A sampling of available horizontal solutions would include the following:

  • Collections management

  • Sorted lookups

  • Commissions management

  • Login management

  • Advanced password controls

  • Cross-company period close controls

  • Tools for finding field and table information

  • Navigation tools for finding windows

  • Search tools for locating reports

  • Helpers for designing user security

  • Task schedulers

  • Pop-up notes


A vertical add-on expands Dynamics GP's functionality to focus on a specific industry. Specialized applications for healthcare, manufacturing, publishing, life sciences, banking, and so on are examples of vertical add-ons. These are also known as industry-specific oriented solutions. Some vertical solutions morph Dynamics GP into looking like a program that was designed from the beginning to satisfy the razor-sharp needs of a specific trade. This ability is part of what makes Dynamics GP so fascinating to work with. You can take a generalized Enterprise Resource Planning (ERP) system and turn it into what looks and feels like it was a customized solution from the ground up.

A sampling of available vertical solutions would include the following:

  • Field service

  • Project management

  • Construction

  • Education

  • Government

  • Healthcare

  • Retail

  • Professional services

  • Not for profit

To find out more information about existing solutions, try Microsoft's Solution Finder at Solution Finder is an online tool you can use to search for an existing third-party application to fit your business need.
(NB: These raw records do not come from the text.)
//! Application state shared across admin handlers.
//!
//! The admin binary holds two pools: its own database (admin users and
//! sessions) and the shop database it manages.

use std::sync::Arc;

use sqlx::PgPool;

use crate::config::AdminConfig;
use crate::services::assets::AssetClient;
use crate::services::email::EmailService;

/// Application state shared across all handlers.
#[derive(Clone)]
pub struct AppState {
    inner: Arc<AppStateInner>,
}

struct AppStateInner {
    config: AdminConfig,
    admin_pool: PgPool,
    shop_pool: PgPool,
    email: EmailService,
    assets: Option<AssetClient>,
}

impl AppState {
    /// Create a new application state.
    ///
    /// # Errors
    ///
    /// Returns an error if the SMTP transport cannot be constructed.
    pub fn new(
        config: AdminConfig,
        admin_pool: PgPool,
        shop_pool: PgPool,
    ) -> Result<Self, lettre::transport::smtp::Error> {
        let email = EmailService::new(&config.email)?;
        let assets = config.assets.as_ref().map(AssetClient::new);

        Ok(Self {
            inner: Arc::new(AppStateInner {
                config,
                admin_pool,
                shop_pool,
                email,
                assets,
            }),
        })
    }

    /// Get a reference to the admin configuration.
    #[must_use]
    pub fn config(&self) -> &AdminConfig {
        &self.inner.config
    }

    /// Get a reference to the admin database pool (admin users, sessions).
    #[must_use]
    pub fn admin_pool(&self) -> &PgPool {
        &self.inner.admin_pool
    }

    /// Get a reference to the shop database pool (commerce data).
    #[must_use]
    pub fn shop_pool(&self) -> &PgPool {
        &self.inner.shop_pool
    }

    /// Get a reference to the email service.
    #[must_use]
    pub fn email(&self) -> &EmailService {
        &self.inner.email
    }

    /// Get the asset host client, if configured.
    #[must_use]
    pub fn assets(&self) -> Option<&AssetClient> {
        self.inner.assets.as_ref()
    }
}
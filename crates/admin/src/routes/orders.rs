//! Order management handlers.

use askama::Template;
use axum::{
    Json,
    extract::{Path, Query, State},
    response::Html,
};
use serde::Deserialize;
use serde_json::{Value, json};
use tracing::instrument;

use jademart_core::{OrderId, OrderStatus, PaymentStatus};

use crate::db::OrderRepository;
use crate::db::orders::{OrderFilter, TransitionOutcome};
use crate::error::{AdminError, Result};
use crate::middleware::{RequireAdmin, RequireWriteAccess};
use crate::models::order::OrderDetail;
use crate::state::AppState;

use super::Pagination;

/// Query parameters for the order list.
#[derive(Debug, Deserialize)]
pub struct ListOrdersQuery {
    pub status: Option<OrderStatus>,
    pub payment_status: Option<PaymentStatus>,
    /// Matches the order reference or customer email.
    pub q: Option<String>,
    #[serde(flatten)]
    pub pagination: Pagination,
}

/// Payload for a status transition.
#[derive(Debug, Deserialize)]
pub struct TransitionRequest {
    pub status: OrderStatus,
}

/// Printable order document.
#[derive(Template)]
#[template(path = "orders/print.html")]
struct PrintOrderTemplate {
    reference: String,
    status: String,
    payment_method: String,
    payment_status: String,
    customer_email: String,
    recipient: String,
    phone: String,
    address: String,
    note: String,
    created_at: String,
    lines: Vec<PrintLine>,
    subtotal: String,
    shipping_fee: String,
    total: String,
}

struct PrintLine {
    name_en: String,
    name_zh: String,
    unit_price: String,
    quantity: i32,
    line_total: String,
}

impl PrintOrderTemplate {
    fn from_detail(detail: &OrderDetail) -> Self {
        let lines = detail
            .items
            .iter()
            .map(|item| PrintLine {
                name_en: item.name.en.clone(),
                name_zh: item.name.zh_tw.clone(),
                unit_price: item.unit_price.display(),
                quantity: item.quantity,
                line_total: item
                    .unit_price
                    .checked_mul_qty(item.quantity.unsigned_abs())
                    .map_or_else(|_| "-".to_owned(), |p| p.display()),
            })
            .collect();

        Self {
            reference: detail.order.reference.clone(),
            status: detail.order.status.to_string(),
            payment_method: detail.order.payment_method.to_string(),
            payment_status: detail.order.payment_status.to_string(),
            customer_email: detail.order.customer_email.clone(),
            recipient: detail.order.recipient.clone(),
            phone: detail.order.phone.clone(),
            address: detail.order.address.clone(),
            note: detail.order.note.clone().unwrap_or_default(),
            created_at: detail.order.created_at.format("%Y-%m-%d %H:%M").to_string(),
            lines,
            subtotal: detail.order.subtotal.display(),
            shipping_fee: detail.order.shipping_fee.display(),
            total: detail.order.total.display(),
        }
    }
}

/// GET /orders
#[instrument(skip(state, query))]
pub async fn list(
    State(state): State<AppState>,
    RequireAdmin(_): RequireAdmin,
    Query(query): Query<ListOrdersQuery>,
) -> Result<Json<Value>> {
    let (limit, offset, page, per_page) = query.pagination.resolve();
    let filter = OrderFilter {
        status: query.status,
        payment_status: query.payment_status,
        query: query.q.filter(|q| !q.trim().is_empty()),
        limit,
        offset,
    };

    let repo = OrderRepository::new(state.shop_pool());
    let (orders, total) = repo.list(&filter).await?;

    Ok(Json(json!({
        "orders": orders,
        "page": page,
        "per_page": per_page,
        "total": total,
    })))
}

/// GET /orders/{id}
#[instrument(skip(state))]
pub async fn get(
    State(state): State<AppState>,
    RequireAdmin(_): RequireAdmin,
    Path(id): Path<i32>,
) -> Result<Json<Value>> {
    let repo = OrderRepository::new(state.shop_pool());
    let detail = repo
        .get_detail(OrderId::new(id))
        .await?
        .ok_or_else(|| AdminError::NotFound(format!("order {id}")))?;

    Ok(Json(json!({ "order": detail })))
}

/// PATCH /orders/{id}/status
#[instrument(skip(state, request))]
pub async fn transition_status(
    State(state): State<AppState>,
    RequireWriteAccess(_): RequireWriteAccess,
    Path(id): Path<i32>,
    Json(request): Json<TransitionRequest>,
) -> Result<Json<Value>> {
    let repo = OrderRepository::new(state.shop_pool());
    let outcome = repo.transition_status(OrderId::new(id), request.status).await?;

    match outcome {
        TransitionOutcome::Applied(order) => {
            tracing::info!(order_id = %id, status = %order.status, "order status changed");
            Ok(Json(json!({ "order": order })))
        }
        TransitionOutcome::Invalid { from, to } => Err(AdminError::BadRequest(format!(
            "cannot move order from {from} to {to}"
        ))),
    }
}

/// POST /orders/{id}/mark-paid
#[instrument(skip(state))]
pub async fn mark_paid(
    State(state): State<AppState>,
    RequireWriteAccess(_): RequireWriteAccess,
    Path(id): Path<i32>,
) -> Result<Json<Value>> {
    let repo = OrderRepository::new(state.shop_pool());
    let order = repo.mark_paid(OrderId::new(id)).await?;

    tracing::info!(order_id = %id, "order manually marked paid");

    Ok(Json(json!({ "order": order })))
}

/// GET /orders/{id}/print
#[instrument(skip(state))]
pub async fn print(
    State(state): State<AppState>,
    RequireAdmin(_): RequireAdmin,
    Path(id): Path<i32>,
) -> Result<Html<String>> {
    let repo = OrderRepository::new(state.shop_pool());
    let detail = repo
        .get_detail(OrderId::new(id))
        .await?
        .ok_or_else(|| AdminError::NotFound(format!("order {id}")))?;

    let html = PrintOrderTemplate::from_detail(&detail)
        .render()
        .map_err(|e| AdminError::Internal(format!("template render failed: {e}")))?;

    Ok(Html(html))
}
Another excellent source of information is ISV-Central at

ISV Central is a community resource designed to share product information between partners and customers.

Both sites will provide you with product overviews as supplied by the software publisher (no independent analysis here), links to the website of the developer, and information as to whether the software is certified for Microsoft Dynamics (CfMD). CfMD products have met Microsoft's highest standard for partner-developed products. Having the CfMD logo beside your solution is a very high achievement indeed.

Looking for an existing product is one of the steps often overlooked by even the best programmers. It's always a good idea to make sure someone else hasn't already written the application before you get too involved in coding it!